Imagine opening your company’s doors — and files — to government and private auditors so often that it feels like someone is looking through your records every day. That’s what many banks face, says Robert Nicols, senior VP for credit administration at State Bank of Long Island, which is no exception to this situation. The State Bank of Long Island is a $1.5 billion community bank with an $850 million loan portfolio concentrated in commercial and real estate loans to midmarket companies. The auditors who come into the bank’s premises include bank examiners from both the New York State Banking Department and the FDIC (Federal Deposit Insurance Corporation), who come in daily for six to eight weeks. The bank is also visited by external CPA (certified public accountant) auditors to access the files to compile the bank’s annual report. Also, the bank has its own outsourced loan review department, the auditors for which are at the bank approximately every six weeks for a week at a time, with the intent of reviewing every large loan relationship. Finally, auditors from the Federal Home Loan Bank, which provides a line of credit to the State Bank of Long Island, visit every year for a week to review credit files. “We have auditors going through our files practically every day,” says Nicols. “During their reviews, the auditors have a habit of taking the credit files apart to make copies of certain documents. They often misfile the documents when they replace them. As a result, documents are misplaced when the next auditor or examiner comes in, and we are criticized for a missing document.”
In addition to the challenge of auditors and bank examiners, the bank also spent a good deal of time putting new credit documents into hard copy files, weeding out older files, and pulling files for the auditors. The bank also spent $35 per square foot for rental space for the files. “We knew we needed to change our archiving system and move away from paper,” says Nicols. “This ultimately became clear following our 2004 exam, in which we received criticism for missing documents that other auditors had misplaced.”
The State Bank of Long Island knew it needed a system to house documents in the correct files that were security protected so unauthorized users could not change or remove file components. It also wanted a system in which the contents of credit files could be viewed at workstations, thereby allowing the auditors to look through the files without interrupting the bank’s day-to-day business.
CHOOSE A VENDOR THAT WILL CUSTOMIZE YOUR EDM SOLUTION
After reviewing several document management solutions, the State Bank of Long Island decided to install Westbrook Technologies’ Fortis EDM product. The bank worked with InfiNet Business Systems, an integrating partner of Westbrook’s. “InfiNet and Westbrook listened to our specific needs for a solution and even brought us to Westbrook’s headquarters and provided contacts at other customers using applications similar to what we wanted,” says Gerry Harden, VP at the State Bank of Long Island, who has experience with a document management system used in a different department and worked with Nicols to implement the credit department’s system. “The key differentiator for us was the fact that InfiNet and Westbrook developed an application that fit our exact needs and requirements. The focus of the design was to make the electronic system replicate the look and feel of the hard copy file as much as possible.”

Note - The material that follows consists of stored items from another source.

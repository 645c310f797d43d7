use std::collections::BTreeMap;

use serde::{Deserialize, Serialize};
use ts_rs::TS;

use crate::record::PatientRecord;

/// Body of `POST /create-card`.
#[derive(Debug, Clone, PartialEq, Serialize, Deserialize)]
pub struct CreateCardRequest {
    pub data: PatientRecord,
}

/// Score and verbal interpretation for one scale on the patient card.
#[derive(Debug, Clone, PartialEq, Serialize, Deserialize, TS)]
#[ts(export)]
pub struct ScaleInterpretation {
    #[serde(default)]
    pub score: serde_json::Value,
    #[serde(default)]
    pub interpretation: Option<String>,
}

/// A flat key to value section of the patient card report.
pub type CardSection = BTreeMap<String, serde_json::Value>;

/// Response of `GET /patient-card/{code}`.
#[derive(Debug, Clone, Default, PartialEq, Serialize, Deserialize)]
pub struct PatientCard {
    #[serde(default)]
    pub scale_interpretations: BTreeMap<String, ScaleInterpretation>,
    #[serde(flatten)]
    pub sections: BTreeMap<String, CardSection>,
}

/// Report sections in display order, with their headings.
pub const CARD_SECTIONS: [(&str, &str); 29] = [
    ("general_info", "Общая информация"),
    ("age_not_obstacle", "Шкала 'Возраст не помеха'"),
    ("social_history", "Социальный анамнез"),
    ("epidemiological_history", "Эпидемиологический анамнез"),
    ("chronic_diseases", "Хронические заболевания"),
    ("chronic_pain", "Хроническая боль"),
    ("hospitalization", "Госпитализация"),
    (
        "risk_factors",
        "Факторы риска хронических неинфекционных заболеваний",
    ),
    ("assistive_devices", "Использование вспомогательных средств"),
    (
        "falls_fractures_densitometry",
        "Падения и переломы, денситометрия",
    ),
    ("examination", "Осмотр"),
    ("lab_results", "Результаты лабораторных исследований"),
    (
        "instrumental_results",
        "Результаты инструментальных исследований",
    ),
    ("drug_therapy", "Лекарственная терапия"),
    (
        "clinical_frailty_scale",
        "Клиническая шкала старческой астении",
    ),
    ("barthel_scale", "Шкала Бартел (ADL)"),
    ("lawton_scale", "Шкала Лоутон (IADL)"),
    (
        "sppb_scale",
        "Краткая батарея тестов физического функционирования (SPPB)",
    ),
    ("get_up_and_go_test", "Тест 'Встань и иди'"),
    ("two_minute_walk_test", "Двухминутный тест с ходьбой"),
    (
        "physical_activity_level",
        "Стратификация по уровню физической активности",
    ),
    ("dynamometry", "Динамометрия"),
    ("mna_scale", "Краткая шкала оценки питания (MNA)"),
    (
        "mmse_scale",
        "Краткая шкала оценки психического статуса (MMSE)",
    ),
    ("moca_scale", "Шкала MOCA"),
    ("eq5d_scale", "Оценка качества жизни (EQ-5D)"),
    ("today_status", "Состояние на сегодняшний день"),
    (
        "geriatric_health_index",
        "Оценка гериатрического индекса здоровья",
    ),
    ("medical_conditions", "Медицинские условия"),
];

impl PatientCard {
    /// Non-empty sections in display order, unknown sections last.
    pub fn ordered_sections(&self) -> Vec<(&str, &CardSection)> {
        let mut ordered: Vec<(&str, &CardSection)> = CARD_SECTIONS
            .iter()
            .filter_map(|(key, title)| {
                self.sections
                    .get(*key)
                    .filter(|s| !s.is_empty())
                    .map(|s| (*title, s))
            })
            .collect();
        ordered.extend(
            self.sections
                .iter()
                .filter(|(key, s)| {
                    !s.is_empty() && !CARD_SECTIONS.iter().any(|(k, _)| k == key)
                })
                .map(|(key, s)| (key.as_str(), s)),
        );
        ordered
    }
}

MAINTAIN CONTROL, COMPLIANCE BY SCANNING DOCUMENTS IN-HOUSE
The EDM solution, including software and hardware (two Canon 9080c scanners, servers, and flat panel workstation monitors), cost approximately $125,000 and took three to four months to implement. The two scanning stations are manned by a dedicated scanning employee who has been scanning the bank’s files into the system since September 2005. Since then, the State Bank of Long Island had scanned in more than 20,000 credit documents, which total more than 200,000 pages.
Nicols says he chose not to send the files out for scanning (which many companies do) because of security purposes. “It was easier to ensure quality and security by keeping the scanning in-house,” he says. “Even though it is taking a little longer to get all of our documents into an electronic form, we have not had a single instance in which a document was saved into the wrong folder.” The bank has measured its payback on the solution through the anticipated $35,000 annual savings of office space leasing, but Nicols points to the positive feedback from auditors as the biggest payback. “Avoiding examiner criticism of missing files is a very big intangible result,” he says.